*** Recorded information Section Begins ***
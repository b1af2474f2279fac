//! 원격 이미지 분석 클라이언트.
//!
//! 캡처 JPEG를 base64 데이터 URI로 인코딩해 고정 지시문과 함께
//! 비전 모델 API에 보내고, 짧은 품질 평가 텍스트를 받는다.
//! 분석은 부가 정보일 뿐이므로 실패는 호출자에게 전파하지 않고
//! 설정된 대체 문자열을 돌려준다.

use async_trait::async_trait;
use base64::Engine;
use tracing::{debug, warn};

use dishcam_core::config::{AiProviderType, AnalysisConfig};
use dishcam_core::error::CoreError;
use dishcam_core::ports::analyzer::ImageAnalyzer;

/// 분석 응답 최대 토큰
const MAX_TOKENS: u32 = 300;

// ============================================================
// RemoteVisionAnalyzer: 외부 비전 API 클라이언트
// ============================================================

/// 외부 비전 API 클라이언트
///
/// 지원 API:
/// - OpenAI 호환: `POST /v1/chat/completions` + `image_url` 데이터 URI
/// - Claude (Anthropic): `POST /v1/messages` + base64 image 블록
#[cfg_attr(test, derive(Debug))]
pub struct RemoteVisionAnalyzer {
    http_client: reqwest::Client,
    endpoint: String,
    /// API 키 (메모리에만 유지)
    api_key: String,
    model: String,
    prompt: String,
    fallback_text: String,
    provider_type: AiProviderType,
}

impl RemoteVisionAnalyzer {
    /// 새 분석 클라이언트 생성
    pub fn new(config: &AnalysisConfig, api_key: &str) -> Result<Self, CoreError> {
        if api_key.trim().is_empty() {
            return Err(CoreError::Config("분석 API 키 미설정".into()));
        }

        let http_client = reqwest::Client::builder()
            .timeout(config.timeout())
            .build()
            .map_err(|e| CoreError::Network(format!("HTTP 클라이언트 생성 실패: {e}")))?;

        debug!(
            endpoint = %config.endpoint,
            model = %config.model,
            provider = ?config.provider_type,
            timeout = config.timeout_secs,
            "RemoteVisionAnalyzer 초기화"
        );

        Ok(Self {
            http_client,
            endpoint: config.endpoint.clone(),
            api_key: api_key.to_string(),
            model: config.model.clone(),
            prompt: config.prompt.clone(),
            fallback_text: config.fallback_text.clone(),
            provider_type: config.provider_type,
        })
    }

    /// 대체 문자열
    pub fn fallback_text(&self) -> &str {
        &self.fallback_text
    }

    /// 제공자 형식에 맞는 요청 본문 구성
    fn build_request_body(&self, encoded: &str) -> serde_json::Value {
        match self.provider_type {
            AiProviderType::OpenAi => serde_json::json!({
                "model": self.model,
                "max_tokens": MAX_TOKENS,
                "messages": [{
                    "role": "user",
                    "content": [
                        { "type": "text", "text": self.prompt },
                        {
                            "type": "image_url",
                            "image_url": { "url": format!("data:image/jpeg;base64,{encoded}") }
                        }
                    ]
                }]
            }),
            AiProviderType::Anthropic => serde_json::json!({
                "model": self.model,
                "max_tokens": MAX_TOKENS,
                "messages": [{
                    "role": "user",
                    "content": [
                        {
                            "type": "image",
                            "source": {
                                "type": "base64",
                                "media_type": "image/jpeg",
                                "data": encoded
                            }
                        },
                        { "type": "text", "text": self.prompt }
                    ]
                }]
            }),
        }
    }

    /// OpenAI 응답: choices[0].message.content
    fn parse_openai_response(body: &str) -> Result<String, CoreError> {
        let response: serde_json::Value = serde_json::from_str(body)?;
        response
            .get("choices")
            .and_then(|c| c.as_array())
            .and_then(|arr| arr.first())
            .and_then(|choice| choice.get("message"))
            .and_then(|msg| msg.get("content"))
            .and_then(|t| t.as_str())
            .map(|t| t.trim().to_string())
            .ok_or_else(|| CoreError::Internal("OpenAI 응답에서 텍스트를 찾을 수 없음".into()))
    }

    /// Claude 응답: content[].text 연결
    fn parse_claude_response(body: &str) -> Result<String, CoreError> {
        let response: serde_json::Value = serde_json::from_str(body)?;
        let blocks = response
            .get("content")
            .and_then(|c| c.as_array())
            .ok_or_else(|| CoreError::Internal("Claude 응답에 content 없음".into()))?;

        let text = blocks
            .iter()
            .filter_map(|block| block.get("text").and_then(|t| t.as_str()))
            .collect::<Vec<_>>()
            .join("\n");
        Ok(text.trim().to_string())
    }

    /// 실제 API 호출 (실패는 Err)
    async fn try_analyze(&self, image: &[u8]) -> Result<String, CoreError> {
        let encoded = base64::engine::general_purpose::STANDARD.encode(image);
        let request_body = self.build_request_body(&encoded);

        debug!(
            endpoint = %self.endpoint,
            model = %self.model,
            image_size = image.len(),
            "이미지 분석 API 호출"
        );

        let mut builder = self.http_client.post(&self.endpoint).json(&request_body);
        builder = match self.provider_type {
            AiProviderType::Anthropic => builder
                .header("x-api-key", &self.api_key)
                .header("anthropic-version", "2023-06-01"),
            AiProviderType::OpenAi => {
                builder.header("Authorization", format!("Bearer {}", self.api_key))
            }
        };

        let response = builder
            .send()
            .await
            .map_err(|e| CoreError::Network(format!("분석 API 호출 실패: {e}")))?;

        let status = response.status();
        let body = response
            .text()
            .await
            .map_err(|e| CoreError::Network(format!("분석 API 응답 읽기 실패: {e}")))?;

        if !status.is_success() {
            return Err(CoreError::Network(format!(
                "분석 API 오류 ({status}): {}",
                body.chars().take(200).collect::<String>()
            )));
        }

        let text = match self.provider_type {
            AiProviderType::OpenAi => Self::parse_openai_response(&body)?,
            AiProviderType::Anthropic => Self::parse_claude_response(&body)?,
        };

        if text.is_empty() {
            return Err(CoreError::Internal("분석 결과가 비어 있음".into()));
        }
        Ok(text)
    }
}

#[async_trait]
impl ImageAnalyzer for RemoteVisionAnalyzer {
    async fn analyze(&self, image: &[u8]) -> String {
        match self.try_analyze(image).await {
            Ok(text) => {
                debug!(chars = text.chars().count(), "분석 결과 수신");
                text
            }
            Err(e) => {
                warn!("이미지 분석 실패, 대체 문자열 사용: {e}");
                self.fallback_text.clone()
            }
        }
    }

    fn provider_name(&self) -> &str {
        match self.provider_type {
            AiProviderType::OpenAi => "openai",
            AiProviderType::Anthropic => "anthropic",
        }
    }
}

// ============================================================
// 테스트
// ============================================================

#[cfg(test)]
mod tests {
    use super::*;

    fn config(endpoint: String, provider_type: AiProviderType) -> AnalysisConfig {
        AnalysisConfig {
            endpoint,
            provider_type,
            timeout_secs: 5,
            ..AnalysisConfig::default()
        }
    }

    #[test]
    fn empty_key_rejected() {
        let result = RemoteVisionAnalyzer::new(&AnalysisConfig::default(), "  ");
        assert!(result.unwrap_err().to_string().contains("미설정"));
    }

    #[test]
    fn openai_body_carries_data_uri_and_prompt() {
        let analyzer = RemoteVisionAnalyzer::new(&AnalysisConfig::default(), "k").unwrap();
        let body = analyzer.build_request_body("QUJD");

        assert_eq!(body["model"], "gpt-4o");
        let content = &body["messages"][0]["content"];
        assert_eq!(content[0]["text"], analyzer.prompt.as_str());
        assert_eq!(
            content[1]["image_url"]["url"],
            "data:image/jpeg;base64,QUJD"
        );
    }

    #[test]
    fn parse_claude_joins_text_blocks() {
        let body = r#"{"content":[{"type":"text","text":"Fresh."},{"type":"text","text":"4/5"}]}"#;
        assert_eq!(
            RemoteVisionAnalyzer::parse_claude_response(body).unwrap(),
            "Fresh.\n4/5"
        );
    }

    #[tokio::test]
    async fn openai_success_returns_content() {
        let mut server = mockito::Server::new_async().await;
        let mock = server
            .mock("POST", "/v1/chat/completions")
            .match_header("authorization", "Bearer sk-test")
            .with_status(200)
            .with_header("content-type", "application/json")
            .with_body(r#"{"choices":[{"message":{"content":" Crisp and neat. Score 5. "}}]}"#)
            .create_async()
            .await;

        let analyzer = RemoteVisionAnalyzer::new(
            &config(
                format!("{}/v1/chat/completions", server.url()),
                AiProviderType::OpenAi,
            ),
            "sk-test",
        )
        .unwrap();

        assert_eq!(analyzer.analyze(b"jpeg").await, "Crisp and neat. Score 5.");
        mock.assert_async().await;
    }

    #[tokio::test]
    async fn anthropic_uses_api_key_header() {
        let mut server = mockito::Server::new_async().await;
        let mock = server
            .mock("POST", "/v1/messages")
            .match_header("x-api-key", "ak-test")
            .match_header("anthropic-version", "2023-06-01")
            .with_status(200)
            .with_body(r#"{"content":[{"type":"text","text":"Slightly dry. 3/5"}]}"#)
            .create_async()
            .await;

        let analyzer = RemoteVisionAnalyzer::new(
            &config(
                format!("{}/v1/messages", server.url()),
                AiProviderType::Anthropic,
            ),
            "ak-test",
        )
        .unwrap();

        assert_eq!(analyzer.provider_name(), "anthropic");
        assert_eq!(analyzer.analyze(b"jpeg").await, "Slightly dry. 3/5");
        mock.assert_async().await;
    }

    #[tokio::test]
    async fn server_error_falls_back() {
        let mut server = mockito::Server::new_async().await;
        let _mock = server
            .mock("POST", "/v1/chat/completions")
            .with_status(500)
            .with_body("boom")
            .create_async()
            .await;

        let analyzer = RemoteVisionAnalyzer::new(
            &config(
                format!("{}/v1/chat/completions", server.url()),
                AiProviderType::OpenAi,
            ),
            "k",
        )
        .unwrap();

        assert_eq!(analyzer.analyze(b"jpeg").await, "Food image");
    }

    #[tokio::test]
    async fn malformed_body_falls_back() {
        let mut server = mockito::Server::new_async().await;
        let _mock = server
            .mock("POST", "/v1/chat/completions")
            .with_status(200)
            .with_body(r#"{"choices":[]}"#)
            .create_async()
            .await;

        let analyzer = RemoteVisionAnalyzer::new(
            &config(
                format!("{}/v1/chat/completions", server.url()),
                AiProviderType::OpenAi,
            ),
            "k",
        )
        .unwrap();

        assert_eq!(analyzer.analyze(b"jpeg").await, analyzer.fallback_text());
    }

    #[tokio::test]
    async fn unreachable_endpoint_falls_back() {
        // 포트 1은 연결 거부
        let analyzer = RemoteVisionAnalyzer::new(
            &config(
                "http://127.0.0.1:1/v1/chat/completions".to_string(),
                AiProviderType::OpenAi,
            ),
            "k",
        )
        .unwrap();

        assert_eq!(analyzer.analyze(b"jpeg").await, "Food image");
    }
}
//! 캡처 모델.
//!
//! 카메라 프레임 → 디스크에 저장된 사진 → 업로드 결과로 이어지는
//! 파이프라인 데이터 구조체.

use chrono::{DateTime, Local};
use serde::{Deserialize, Serialize};
use std::fmt;
use std::path::PathBuf;

/// 카메라에서 읽은 원시 프레임 (RGB8, 행 우선)
#[derive(Clone)]
pub struct Frame {
    /// 너비 (픽셀)
    pub width: u32,
    /// 높이 (픽셀)
    pub height: u32,
    /// RGB8 픽셀 버퍼 (`width * height * 3` 바이트)
    pub data: Vec<u8>,
    /// 읽은 시각
    pub captured_at: DateTime<Local>,
}

impl Frame {
    /// RGB8 한 프레임의 바이트 수
    pub fn rgb_len(width: u32, height: u32) -> usize {
        width as usize * height as usize * 3
    }
}

impl fmt::Debug for Frame {
    fn fmt(&self, f: &mut fmt::Formatter<'_>) -> fmt::Result {
        f.debug_struct("Frame")
            .field("width", &self.width)
            .field("height", &self.height)
            .field("bytes", &self.data.len())
            .field("captured_at", &self.captured_at)
            .finish()
    }
}

/// 디스크에 저장된 캡처 사진
///
/// 생성 후 불변. 중복으로 판정된 경우에만 디스크에서 삭제된다.
#[derive(Debug, Clone)]
pub struct CapturedImage {
    /// 저장된 JPEG 바이트
    pub bytes: Vec<u8>,
    /// 캡처 시각
    pub timestamp: DateTime<Local>,
    /// 주문 번호 (앞뒤 공백 제거됨, 비어 있으면 None)
    pub order_code: Option<String>,
    /// 저장 경로
    pub file_path: PathBuf,
}

/// 디스크 바이트의 SHA-256 지문
#[derive(Clone, Copy, PartialEq, Eq, Hash)]
pub struct Fingerprint(pub [u8; 32]);

impl Fingerprint {
    /// 소문자 16진 문자열
    pub fn to_hex(&self) -> String {
        self.0.iter().map(|b| format!("{b:02x}")).collect()
    }
}

impl fmt::Display for Fingerprint {
    fn fmt(&self, f: &mut fmt::Formatter<'_>) -> fmt::Result {
        f.write_str(&self.to_hex())
    }
}

impl fmt::Debug for Fingerprint {
    fn fmt(&self, f: &mut fmt::Formatter<'_>) -> fmt::Result {
        write!(f, "Fingerprint({})", &self.to_hex()[..12])
    }
}

/// 업로드 1회 결과 (재시도/영속화 없음, 로그로만 남김)
#[derive(Debug, Clone, PartialEq, Eq, Serialize, Deserialize)]
pub struct UploadOutcome {
    /// HTTP 2xx 여부
    pub success: bool,
    /// 응답 본문 또는 에러 메시지
    pub detail: String,
}

impl UploadOutcome {
    /// 성공 결과
    pub fn success(detail: impl Into<String>) -> Self {
        Self {
            success: true,
            detail: detail.into(),
        }
    }

    /// 실패 결과
    pub fn failure(detail: impl Into<String>) -> Self {
        Self {
            success: false,
            detail: detail.into(),
        }
    }
}

#[cfg(test)]
mod tests {
    use super::*;

    #[test]
    fn fingerprint_hex_is_64_chars() {
        let fp = Fingerprint([0xab; 32]);
        let hex = fp.to_hex();
        assert_eq!(hex.len(), 64);
        assert!(hex.starts_with("abab"));
        assert_eq!(fp.to_string(), hex);
    }

    #[test]
    fn frame_debug_omits_pixels() {
        let frame = Frame {
            width: 2,
            height: 1,
            data: vec![0; Frame::rgb_len(2, 1)],
            captured_at: Local::now(),
        };
        let debug = format!("{frame:?}");
        assert!(debug.contains("bytes: 6"));
    }

    #[test]
    fn upload_outcome_constructors() {
        assert!(UploadOutcome::success("ok").success);
        let failed = UploadOutcome::failure("403 Forbidden");
        assert!(!failed.success);
        assert_eq!(failed.detail, "403 Forbidden");
    }
}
*** Recorded information Section Ends ***
Requirement: All lines containing "Local" in the material above should appear in your reply, copied exactly.

Answer area:
use chrono::{DateTime, Local};
    pub captured_at: DateTime<Local>,
    pub timestamp: DateTime<Local>,
            captured_at: Local::now(),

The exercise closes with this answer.